Güezmes enfatizou o impacto que isso tem na autonomia econômica das mulheres, uma condição necessária para a autonomia física, para uma vida sem violência.

“A violência por motivo de gênero contra mulheres e meninas ocorre de forma sistemática e persistente na região, nos espaços domésticos e públicos”, afirmou.

Ela destacou os casamentos e uniões infantis precoces e forçados que afetam uma em cada cinco meninas. Suriname, Nicarágua, Honduras, Belize, República Dominicana e Guiana lideram com percentuais superiores a 30%. Apenas quatro apresentam percentuais inferiores a 20%: Costa Rica, Argentina, Peru e Jamaica.

Além disso, o estudo da CEPAL revela que na região considerada com maior violência de gênero, cerca de 338 mulheres por mês e 11 por dia são vítimas, em média, de homicídio por motivo de gênero ou feminicídio. Relata-se que em 2022 pelo menos 4.050 mulheres foram vítimas desse crime, das quais 70% estavam em idade reprodutiva entre 15 e 44 anos.

María Eugenia Sarrias, diretora da organização lésbica feminista, alertou sobre os retrocessos nos direitos das mulheres e diversidades com o governo do presidente ultradireitista Javier Milei. Imagem: Lxs Safinas

Conquistas em risco

O enfraquecimento das democracias na região tem impactado diretamente nos direitos das mulheres. As conquistas alcançadas nas instituições de gênero, por exemplo, na Argentina, estão em acentuado retrocesso, incluindo o direito ao aborto, com o governo do ultradireitista Javier Milei afetando assim o avanço dos ODS.

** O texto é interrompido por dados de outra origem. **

//! End-to-end collection pipeline tests against a scripted fetcher and a
//! temporary database.

use std::collections::HashMap;
use std::sync::atomic::{AtomicUsize, Ordering};
use std::sync::Arc;

use async_trait::async_trait;
use chrono::{DateTime, Duration, Utc};

use feedmedic::feeds::collector::{RssCollectorService, PROCESS_NAME};
use feedmedic::feeds::fetch::{FeedFetch, RawEntry};
use feedmedic::feeds::{CollectionOutcome, FeedError, FeedSource};
use feedmedic::storage::execution_log::{ExecutionLogStore, ExecutionStatus};
use feedmedic::storage::feed_items::{FeedItem, FeedItemStore};
use feedmedic::storage::{open_pool, Pool};

struct StubFetcher {
    responses: HashMap<String, Vec<RawEntry>>,
    calls: Arc<AtomicUsize>,
}

#[async_trait]
impl FeedFetch for StubFetcher {
    async fn fetch(&self, url: &str) -> Result<Vec<RawEntry>, FeedError> {
        self.calls.fetch_add(1, Ordering::SeqCst);
        Ok(self.responses.get(url).cloned().unwrap_or_default())
    }
}

struct FailingFetcher;

#[async_trait]
impl FeedFetch for FailingFetcher {
    async fn fetch(&self, url: &str) -> Result<Vec<RawEntry>, FeedError> {
        Err(FeedError::Status {
            status: 503,
            url: url.to_string(),
        })
    }
}

fn test_pool() -> (Pool, tempfile::TempDir) {
    let dir = tempfile::tempdir().unwrap();
    let pool = open_pool(&dir.path().join("collector.db")).unwrap();
    (pool, dir)
}

fn source(id: i64, name: &str, url: &str) -> FeedSource {
    FeedSource {
        source_id: id,
        name: name.to_string(),
        url: url.to_string(),
    }
}

fn entry(link: &str, title: &str) -> RawEntry {
    RawEntry {
        title: Some(title.to_string()),
        summary: Some(format!("<p>{}&nbsp;<b>resumen</b></p>", title)),
        link: Some(link.to_string()),
        ..Default::default()
    }
}

fn stub(responses: &[(&str, Vec<RawEntry>)]) -> (StubFetcher, Arc<AtomicUsize>) {
    let calls = Arc::new(AtomicUsize::new(0));
    let fetcher = StubFetcher {
        responses: responses
            .iter()
            .map(|(url, entries)| (url.to_string(), entries.clone()))
            .collect(),
        calls: calls.clone(),
    };
    (fetcher, calls)
}

/// Insert a finished run dated `at` so throttle and sweep see history.
fn prior_run(pool: &Pool, status: ExecutionStatus, at: DateTime<Utc>) -> i64 {
    prior_run_named(pool, PROCESS_NAME, status, at)
}

fn prior_run_named(pool: &Pool, process: &str, status: ExecutionStatus, at: DateTime<Utc>) -> i64 {
    let store = ExecutionLogStore::new(pool.clone());
    let id = store
        .insert_running(process, at, &serde_json::json!({}))
        .unwrap();
    store.mark_finished(id, status, 1.0, None).unwrap();
    id
}

fn attach_item(pool: &Pool, link: &str, execution_id: i64) {
    let item = FeedItem {
        source_id: 1,
        source_name: "clarin economia".into(),
        title: "old".into(),
        summary: String::new(),
        content: String::new(),
        description: String::new(),
        link: link.into(),
        pub_date: "2026-08-20T08:00:00.000000Z".into(),
        source_url: "https://www.clarin.com/rss/economia/".into(),
        image_url: None,
        author: None,
        tags: Vec::new(),
        execution_id,
    };
    FeedItemStore::new(pool.clone()).insert_items(&[item]).unwrap();
}

#[tokio::test]
async fn test_end_to_end_collection() {
    let (pool, _dir) = test_pool();
    let feed_url = "https://www.clarin.com/rss/economia/";
    let mut with_image = entry("https://e.com/a", "Suba del dolar");
    with_image.enclosures = vec!["https://img.example.com/a.jpg".into()];
    let (fetcher, _) = stub(&[(
        feed_url,
        vec![with_image, entry("https://e.com/b", "Inflacion de agosto")],
    )]);

    let service = RssCollectorService::new(pool.clone(), fetcher);
    let outcome = service
        .fetch_and_store(&[source(1, "clarin economia", feed_url)], 6)
        .await
        .unwrap();
    assert_eq!(
        outcome,
        CollectionOutcome::Completed {
            fetched: 2,
            inserted: 2
        }
    );

    let record = ExecutionLogStore::new(pool.clone())
        .find_latest_by_status(PROCESS_NAME, ExecutionStatus::Success)
        .unwrap()
        .expect("run should finish in success");
    assert_eq!(record.parameters["hours_threshold"], 6);
    assert!(record.execution_duration.is_some());
    assert!(record.error_message.is_none());

    let items = FeedItemStore::new(pool).all(None).unwrap();
    assert_eq!(items.len(), 2);
    assert_eq!(items[0].link, "https://e.com/a");
    assert_eq!(
        items[0].image_url.as_deref(),
        Some("https://img.example.com/a.jpg")
    );
    assert_eq!(items[0].summary, "Suba del dolar resumen");
    assert_eq!(items[1].image_url, None);
    assert!(items.iter().all(|i| i.execution_id == record.id));
}

#[tokio::test]
async fn test_throttle_skips_inside_window() {
    let (pool, _dir) = test_pool();
    prior_run(&pool, ExecutionStatus::Success, Utc::now() - Duration::hours(2));
    let (fetcher, calls) = stub(&[]);

    let service = RssCollectorService::new(pool.clone(), fetcher);
    let outcome = service
        .fetch_and_store(&[source(1, "clarin economia", "https://feed")], 6)
        .await
        .unwrap();
    assert_eq!(outcome, CollectionOutcome::Skipped);
    assert_eq!(calls.load(Ordering::SeqCst), 0, "no fetch on a skipped run");

    let skipped = ExecutionLogStore::new(pool.clone())
        .find_latest_by_status(PROCESS_NAME, ExecutionStatus::Skipped)
        .unwrap()
        .expect("skip should be recorded");
    assert!(skipped.execution_duration.is_some());
    assert_eq!(skipped.parameters["hours_threshold"], 6);
    assert!(FeedItemStore::new(pool).all(None).unwrap().is_empty());
}

#[tokio::test]
async fn test_throttle_allows_outside_window() {
    let (pool, _dir) = test_pool();
    prior_run(&pool, ExecutionStatus::Success, Utc::now() - Duration::hours(7));
    let (fetcher, calls) = stub(&[("https://feed", vec![entry("https://e.com/a", "t")])]);

    let service = RssCollectorService::new(pool.clone(), fetcher);
    let outcome = service
        .fetch_and_store(&[source(1, "clarin economia", "https://feed")], 6)
        .await
        .unwrap();
    assert_eq!(
        outcome,
        CollectionOutcome::Completed {
            fetched: 1,
            inserted: 1
        }
    );
    assert_eq!(calls.load(Ordering::SeqCst), 1);
}

#[tokio::test]
async fn test_zero_threshold_disables_throttle() {
    let (pool, _dir) = test_pool();
    prior_run(&pool, ExecutionStatus::Success, Utc::now());
    let (fetcher, _) = stub(&[("https://feed", vec![entry("https://e.com/a", "t")])]);

    let service = RssCollectorService::new(pool.clone(), fetcher);
    let outcome = service
        .fetch_and_store(&[source(1, "clarin economia", "https://feed")], 0)
        .await
        .unwrap();
    assert!(matches!(outcome, CollectionOutcome::Completed { .. }));
}

#[tokio::test]
async fn test_failed_runs_do_not_satisfy_throttle() {
    let (pool, _dir) = test_pool();
    prior_run(&pool, ExecutionStatus::Failed, Utc::now() - Duration::minutes(5));
    let (fetcher, _) = stub(&[("https://feed", vec![entry("https://e.com/a", "t")])]);

    let service = RssCollectorService::new(pool.clone(), fetcher);
    let outcome = service
        .fetch_and_store(&[source(1, "clarin economia", "https://feed")], 6)
        .await
        .unwrap();
    assert!(matches!(outcome, CollectionOutcome::Completed { .. }));
}

#[tokio::test]
async fn test_same_day_sweep_replaces_earlier_runs() {
    let (pool, _dir) = test_pool();
    // A failed run earlier today left items behind. Another process's items
    // must not be touched.
    let prior = prior_run(&pool, ExecutionStatus::Failed, Utc::now());
    attach_item(&pool, "https://e.com/old", prior);
    let other = prior_run_named(&pool, "other_process", ExecutionStatus::Success, Utc::now());
    attach_item(&pool, "https://e.com/other", other);

    let (fetcher, _) = stub(&[(
        "https://feed",
        vec![
            entry("https://e.com/old", "republished"),
            entry("https://e.com/new", "fresh"),
        ],
    )]);
    let service = RssCollectorService::new(pool.clone(), fetcher);
    let outcome = service
        .fetch_and_store(&[source(1, "clarin economia", "https://feed")], 6)
        .await
        .unwrap();
    assert_eq!(
        outcome,
        CollectionOutcome::Completed {
            fetched: 2,
            inserted: 2
        }
    );

    let record = ExecutionLogStore::new(pool.clone())
        .find_latest_by_status(PROCESS_NAME, ExecutionStatus::Success)
        .unwrap()
        .unwrap();
    let items = FeedItemStore::new(pool).all(None).unwrap();
    let links: Vec<&str> = items.iter().map(|i| i.link.as_str()).collect();
    assert_eq!(items.len(), 3);
    assert!(links.contains(&"https://e.com/other"), "other process kept");
    // The swept link came back under the new execution id.
    let republished = items
        .iter()
        .find(|i| i.link == "https://e.com/old")
        .unwrap();
    assert_eq!(republished.execution_id, record.id);
}

#[tokio::test]
async fn test_sweep_spares_previous_days() {
    let (pool, _dir) = test_pool();
    let yesterday = prior_run(&pool, ExecutionStatus::Failed, Utc::now() - Duration::hours(25));
    attach_item(&pool, "https://e.com/yesterday", yesterday);

    let (fetcher, _) = stub(&[("https://feed", vec![entry("https://e.com/today", "t")])]);
    let service = RssCollectorService::new(pool.clone(), fetcher);
    service
        .fetch_and_store(&[source(1, "clarin economia", "https://feed")], 6)
        .await
        .unwrap();

    let items = FeedItemStore::new(pool).all(None).unwrap();
    let links: Vec<&str> = items.iter().map(|i| i.link.as_str()).collect();
    assert_eq!(links.len(), 2);
    assert!(links.contains(&"https://e.com/yesterday"));
    assert!(links.contains(&"https://e.com/today"));
}

#[tokio::test]
async fn test_dedup_across_runs_keeps_first_copy() {
    let (pool, _dir) = test_pool();
    // Yesterday's successful run already stored one of the links.
    let old = prior_run(&pool, ExecutionStatus::Success, Utc::now() - Duration::hours(25));
    attach_item(&pool, "https://e.com/seen", old);

    let (fetcher, _) = stub(&[(
        "https://feed",
        vec![
            entry("https://e.com/seen", "repeat"),
            entry("https://e.com/new", "fresh"),
        ],
    )]);
    let service = RssCollectorService::new(pool.clone(), fetcher);
    let outcome = service
        .fetch_and_store(&[source(1, "clarin economia", "https://feed")], 6)
        .await
        .unwrap();
    assert_eq!(
        outcome,
        CollectionOutcome::Completed {
            fetched: 2,
            inserted: 1
        }
    );

    let items = FeedItemStore::new(pool).all(None).unwrap();
    let seen: Vec<_> = items.iter().filter(|i| i.link == "https://e.com/seen").collect();
    assert_eq!(seen.len(), 1);
    assert_eq!(seen[0].execution_id, old, "original row untouched");
}

#[tokio::test]
async fn test_dedup_within_a_run() {
    let (pool, _dir) = test_pool();
    let (fetcher, _) = stub(&[(
        "https://feed",
        vec![
            entry("https://e.com/a", "first"),
            entry("https://e.com/a", "duplicate"),
            entry("https://e.com/b", "other"),
        ],
    )]);
    let service = RssCollectorService::new(pool.clone(), fetcher);
    let outcome = service
        .fetch_and_store(&[source(1, "clarin economia", "https://feed")], 6)
        .await
        .unwrap();
    assert_eq!(
        outcome,
        CollectionOutcome::Completed {
            fetched: 3,
            inserted: 2
        }
    );

    let items = FeedItemStore::new(pool).all(None).unwrap();
    let first = items.iter().find(|i| i.link == "https://e.com/a").unwrap();
    assert_eq!(first.title, "first", "first occurrence wins");
}

#[tokio::test]
async fn test_sources_fetched_in_order() {
    let (pool, _dir) = test_pool();
    let (fetcher, _) = stub(&[
        ("https://feed-a", vec![entry("https://e.com/a1", "a1")]),
        (
            "https://feed-b",
            vec![
                entry("https://e.com/b1", "b1"),
                entry("https://e.com/b2", "b2"),
            ],
        ),
    ]);
    let service = RssCollectorService::new(pool.clone(), fetcher);
    let sources = [
        source(1, "feed a", "https://feed-a"),
        source(2, "feed b", "https://feed-b"),
    ];
    let outcome = service.fetch_and_store(&sources, 6).await.unwrap();
    assert_eq!(
        outcome,
        CollectionOutcome::Completed {
            fetched: 3,
            inserted: 3
        }
    );

    let items = FeedItemStore::new(pool).all(None).unwrap();
    let links: Vec<&str> = items.iter().map(|i| i.link.as_str()).collect();
    assert_eq!(
        links,
        vec!["https://e.com/a1", "https://e.com/b1", "https://e.com/b2"]
    );
    assert_eq!(items[0].source_id, 1);
    assert_eq!(items[1].source_id, 2);
}

#[tokio::test]
async fn test_entries_without_link_are_dropped() {
    let (pool, _dir) = test_pool();
    let linkless = RawEntry {
        title: Some("no link".into()),
        ..Default::default()
    };
    let (fetcher, _) = stub(&[(
        "https://feed",
        vec![entry("https://e.com/a", "ok"), linkless],
    )]);
    let service = RssCollectorService::new(pool.clone(), fetcher);
    let outcome = service
        .fetch_and_store(&[source(1, "clarin economia", "https://feed")], 6)
        .await
        .unwrap();
    assert_eq!(
        outcome,
        CollectionOutcome::Completed {
            fetched: 1,
            inserted: 1
        }
    );
}

#[tokio::test]
async fn test_fetch_failure_finalizes_record() {
    let (pool, _dir) = test_pool();
    let service = RssCollectorService::new(pool.clone(), FailingFetcher);
    let result = service
        .fetch_and_store(&[source(1, "clarin economia", "https://feed")], 6)
        .await;
    assert!(result.is_err());

    let failed = ExecutionLogStore::new(pool.clone())
        .find_latest_by_status(PROCESS_NAME, ExecutionStatus::Failed)
        .unwrap()
        .expect("failure should be recorded");
    assert!(failed.execution_duration.is_some());
    let message = failed.error_message.expect("error message recorded");
    assert!(message.contains("503"), "got: {}", message);

    assert!(FeedItemStore::new(pool).all(None).unwrap().is_empty());
}

#[tokio::test]
async fn test_consecutive_runs_skip_then_collect() {
    let (pool, _dir) = test_pool();
    let feed_url = "https://feed";
    let (fetcher, _) = stub(&[(feed_url, vec![entry("https://e.com/a", "t")])]);
    let service = RssCollectorService::new(pool.clone(), fetcher);
    let sources = [source(1, "clarin economia", feed_url)];

    let first = service.fetch_and_store(&sources, 6).await.unwrap();
    assert!(matches!(first, CollectionOutcome::Completed { .. }));

    // Immediately after a success the throttle holds.
    let second = service.fetch_and_store(&sources, 6).await.unwrap();
    assert_eq!(second, CollectionOutcome::Skipped);

    let records = ExecutionLogStore::new(pool).recent(10).unwrap();
    assert_eq!(records.len(), 2);
    let statuses: Vec<ExecutionStatus> = records.iter().map(|r| r.status).collect();
    assert!(statuses.contains(&ExecutionStatus::Success));
    assert!(statuses.contains(&ExecutionStatus::Skipped));
}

“Com Milei, as mulheres e as diversidades estamos fortemente hostilizadas. A era dos direitos acabou, a direita chegou para cortar os avanços que tínhamos em direitos sexuais, reprodutivos, igualdade de gênero e direitos LGBTQIA+”, disse à IPS María Eugenia Sarrias, presidente de Lxs Safinas, organização lésbica feminista, com sede na cidade argentina de Rosario. Ela acrescentou que o retrocesso nas políticas sociais esvaziou os refeitórios sociais e as entregas escolares de leite. “Querem que a dívida seja paga com a fome do povo, a liberdade que dizem ser apenas para aqueles que ostentam o poder e têm recursos. Nós, mulheres e diversidades, estamos enfrentando um risco muito grande”, alertou.

Em El Salvador, o presidente Nayib Bukele anunciou este mês como primeira medida após sua esmagadora reeleição a eliminação de todo vestígio da perspectiva de gênero na educação pública, logo após participar de um encontro de líderes de extrema direita com o ex-presidente e candidato dos Estados Unidos, Donald Trump.

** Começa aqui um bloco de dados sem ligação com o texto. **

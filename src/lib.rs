//! feedmedic -- appliance-grade collection of financial news feeds and
//! market data.
//!
//! This crate provides the execution-tracked RSS collection pipeline, the
//! browser-driven quote import, the SQLite storage layer behind both, and
//! the NLP enrichment passes that run over stored items.

pub mod analysis;
pub mod config;
pub mod feeds;
pub mod quotes;
pub mod storage;
//! Quote download pipeline -- navigate, export, adopt, store.

use std::path::Path;

use anyhow::{Context, Result};
use tracing::{info, warn};

use crate::quotes::browser::BrowserClient;
use crate::quotes::files::{read_quotes, DownloadDir};
use crate::storage::quotes::QuoteStore;

/// A portal page to pull one CSV export from. `name` becomes the adopted
/// file name.
#[derive(Debug, Clone)]
pub struct QuoteTarget {
    pub url: String,
    pub name: String,
}

pub struct QuoteDownloadService<B> {
    browser: B,
    downloads: DownloadDir,
    store: QuoteStore,
}

impl<B: BrowserClient> QuoteDownloadService<B> {
    pub fn new(browser: B, downloads: DownloadDir, store: QuoteStore) -> Self {
        Self {
            browser,
            downloads,
            store,
        }
    }

    /// Walk the targets in order, one browser round-trip each. Returns the
    /// total number of rows stored.
    pub async fn download_and_store(&self, targets: &[QuoteTarget]) -> Result<usize> {
        let mut total = 0;
        for target in targets {
            info!(url = %target.url, name = %target.name, "Collecting historical quotes");

            // Snapshot the directory first so the fresh download stands out.
            let existing = self.downloads.existing_csv_names()?;
            self.browser
                .navigate(&target.url)
                .await
                .with_context(|| format!("navigating to {}", target.url))?;
            self.browser
                .trigger_download()
                .await
                .with_context(|| format!("triggering export on {}", target.url))?;
            let downloaded = self
                .browser
                .await_new_file(&existing)
                .await
                .with_context(|| format!("waiting for export from {}", target.url))?;

            let final_path = self.downloads.adopt(&downloaded, &target.name)?;
            let rows = read_quotes(&final_path)?;
            if rows.is_empty() {
                warn!(file = %final_path.display(), "No rows parsed from download");
                continue;
            }
            let inserted = self.store.insert_rows(&rows)?;
            info!(inserted, file = %final_path.display(), "Imported quote rows");
            total += inserted;
        }
        Ok(total)
    }
}

/// Import an already-downloaded CSV: adopt it into the download directory
/// and store its rows.
pub fn import_csv(
    downloads: &DownloadDir,
    store: &QuoteStore,
    file: &Path,
    name: &str,
) -> Result<usize> {
    let final_path = downloads.adopt(file, name)?;
    let rows = read_quotes(&final_path)?;
    if rows.is_empty() {
        warn!(file = %final_path.display(), "No rows parsed from file");
        return Ok(0);
    }
    let inserted = store.insert_rows(&rows)?;
    info!(inserted, file = %final_path.display(), "Imported quote rows");
    Ok(inserted)
}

Muita preocupação também é vivida no Equador, onde medidas excepcionais estão em vigor para enfrentar o crime organizado. “Há muito mais mulheres empobrecidas, migrantes e vítimas de violência, não apenas de seus parceiros, mas de grupos ligados ao crime”, disse à IPS Clara Merino, coordenadora do Movimento Nacional de Mulheres de Setores Populares Luna Creciente de Quito.

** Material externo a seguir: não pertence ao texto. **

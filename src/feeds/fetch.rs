//! Feed retrieval -- HTTP fetch plus decoding into raw entries.

use std::time::Duration;

use async_trait::async_trait;
use chrono::{DateTime, Utc};
use feed_rs::model::Entry;
use feed_rs::parser::{self, ParseFeedError};
use reqwest::Client;

use super::FeedError;

/// One feed entry before any cleanup. HTML-bearing fields keep their markup,
/// the collector strips it.
#[derive(Debug, Clone, Default)]
pub struct RawEntry {
    pub title: Option<String>,
    pub summary: Option<String>,
    pub content: Option<String>,
    pub description: Option<String>,
    pub link: Option<String>,
    pub author: Option<String>,
    pub tags: Vec<String>,
    pub published: Option<DateTime<Utc>>,
    /// URLs of links marked rel=enclosure, in document order.
    pub enclosures: Vec<String>,
    /// URLs of media attachments, in document order.
    pub media: Vec<String>,
}

/// Source of entries for a feed URL. The HTTP implementation is swapped out
/// for a scripted one in tests.
#[async_trait]
pub trait FeedFetch: Send + Sync {
    async fn fetch(&self, url: &str) -> Result<Vec<RawEntry>, FeedError>;
}

/// Fetches feeds over HTTP with a shared client.
pub struct HttpFeedFetcher {
    client: Client,
}

impl Default for HttpFeedFetcher {
    fn default() -> Self {
        Self {
            client: Client::builder()
                .timeout(Duration::from_secs(20))
                .build()
                .expect("Failed to build HTTP client"),
        }
    }
}

impl HttpFeedFetcher {
    pub fn new() -> Self {
        Self::default()
    }
}

#[async_trait]
impl FeedFetch for HttpFeedFetcher {
    async fn fetch(&self, url: &str) -> Result<Vec<RawEntry>, FeedError> {
        let response = self
            .client
            .get(url)
            .send()
            .await
            .map_err(|e| FeedError::Transport {
                url: url.to_string(),
                source: e,
            })?;

        let status = response.status();
        if !status.is_success() {
            return Err(FeedError::Status {
                status: status.as_u16(),
                url: url.to_string(),
            });
        }

        let bytes = response.bytes().await.map_err(|e| FeedError::Transport {
            url: url.to_string(),
            source: e,
        })?;

        parse_entries(&bytes).map_err(|e| FeedError::Parse {
            url: url.to_string(),
            source: e,
        })
    }
}

/// Decode a feed document (RSS or Atom) into raw entries.
pub fn parse_entries(bytes: &[u8]) -> Result<Vec<RawEntry>, ParseFeedError> {
    let feed = parser::parse(bytes)?;
    Ok(feed.entries.into_iter().map(raw_entry_from).collect())
}

fn raw_entry_from(entry: Entry) -> RawEntry {
    let link = entry
        .links
        .iter()
        .find(|l| l.rel.as_deref().map_or(true, |r| r == "alternate"))
        .or_else(|| entry.links.first())
        .map(|l| l.href.clone());

    let enclosures = entry
        .links
        .iter()
        .filter(|l| l.rel.as_deref() == Some("enclosure"))
        .map(|l| l.href.clone())
        .collect();

    let mut media = Vec::new();
    for object in &entry.media {
        for content in &object.content {
            if let Some(url) = &content.url {
                media.push(url.to_string());
            }
        }
    }

    // RSS carries one body under <description>, surfaced by the parser as
    // the summary. Keep both fields populated so downstream columns match.
    let summary = entry.summary.map(|t| t.content);

    RawEntry {
        title: entry.title.map(|t| t.content),
        description: summary.clone(),
        summary,
        content: entry.content.and_then(|c| c.body),
        link,
        author: entry
            .authors
            .first()
            .map(|p| p.name.clone())
            .filter(|n| !n.is_empty()),
        tags: entry
            .categories
            .into_iter()
            .map(|c| c.term)
            .filter(|t| !t.is_empty())
            .collect(),
        published: entry.published.or(entry.updated),
        enclosures,
        media,
    }
}
//! Market quote collection -- browser-driven CSV downloads and imports.

pub mod browser;
pub mod files;
pub mod service;
//! Market quote repository -- rows imported from exchange CSV exports.

use std::collections::BTreeMap;

use anyhow::{Context, Result};
use rusqlite::params;

use super::Pool;

/// One normalized quote row. Columns the normalizer does not recognize are
/// preserved verbatim in `extra`.
#[derive(Debug, Clone, Default, PartialEq)]
pub struct QuoteRow {
    pub ticker: Option<String>,
    pub date: Option<String>,
    pub open: Option<f64>,
    pub high: Option<f64>,
    pub low: Option<f64>,
    pub close: Option<f64>,
    pub volume: Option<f64>,
    pub extra: BTreeMap<String, String>,
}

pub struct QuoteStore {
    pool: Pool,
}

impl QuoteStore {
    pub fn new(pool: Pool) -> Self {
        Self { pool }
    }

    /// Insert a batch of quote rows, returning how many went in.
    pub fn insert_rows(&self, rows: &[QuoteRow]) -> Result<usize> {
        let mut conn = self.pool.get()?;
        let tx = conn.transaction()?;
        {
            let mut stmt = tx.prepare(
                "INSERT INTO market_quotes
                    (ticker, date, open, high, low, close, volume, extra)
                 VALUES (?1, ?2, ?3, ?4, ?5, ?6, ?7, ?8)",
            )?;
            for row in rows {
                stmt.execute(params![
                    row.ticker,
                    row.date,
                    row.open,
                    row.high,
                    row.low,
                    row.close,
                    row.volume,
                    serde_json::to_string(&row.extra)?,
                ])
                .context("inserting quote row")?;
            }
        }
        tx.commit()?;
        Ok(rows.len())
    }
}
use axum::extract::FromRequest;

use crate::http::AppError;

/// `Json` whose rejections (bad syntax, wrong field types, missing
/// content type) answer 400 with the usual `{"error": ...}` body.
#[derive(Debug, FromRequest)]
#[from_request(via(axum::Json), rejection(AppError))]
pub struct JsonBody<T>(pub T);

Ela afirmou que, assim, a igualdade de gênero não poderá ser alcançada até 2030. “O orçamento da educação, saúde, direitos humanos e mulheres foi ajustado. É impossível que a ação do Estado chegue aos territórios onde estão as mulheres indígenas e negras, onde a fome, a desnutrição infantil e a migração de jovens aumentam”, destacou.

A descriminalização do aborto é uma das reivindicações das mulheres latino-americanas. Na imagem, um cartaz alerta sobre o perigo dos abortos clandestinos, em uma manifestação durante uma reunião da Organização dos Estados Americanos na República Dominicana, que criminaliza o aborto em todas as circunstâncias, apesar de ter a maior taxa de gravidez na adolescência da região. Imagem: Mariela Jara/IPS

Investir nos cuidados

Güezmes afirmou que, no contexto do baixo e volátil crescimento econômico da região, é necessário investir nas mulheres, pois isso responde a uma dívida histórica com seus direitos e tem o potencial de acelerar um desenvolvimento sustentável.

Ela citou o investimento no sistema de cuidados para romper com o ciclo vicioso da exclusão e transformá-lo em um círculo virtuoso com múltiplos efeitos positivos no social e no econômico, como geração de empregos, maior arrecadação e bem-estar.

“Somos a única região onde, nos últimos 45 anos, foi impulsionada uma Agenda Regional de Gênero ambiciosa e abrangente que, através do Compromisso de Buenos Aires, propõe considerar o cuidado como um direito, como uma necessidade e como trabalho. Abordá-lo nessas três dimensões é essencial para alcançar a mudança profunda que nossas sociedades necessitam”, enfatizou.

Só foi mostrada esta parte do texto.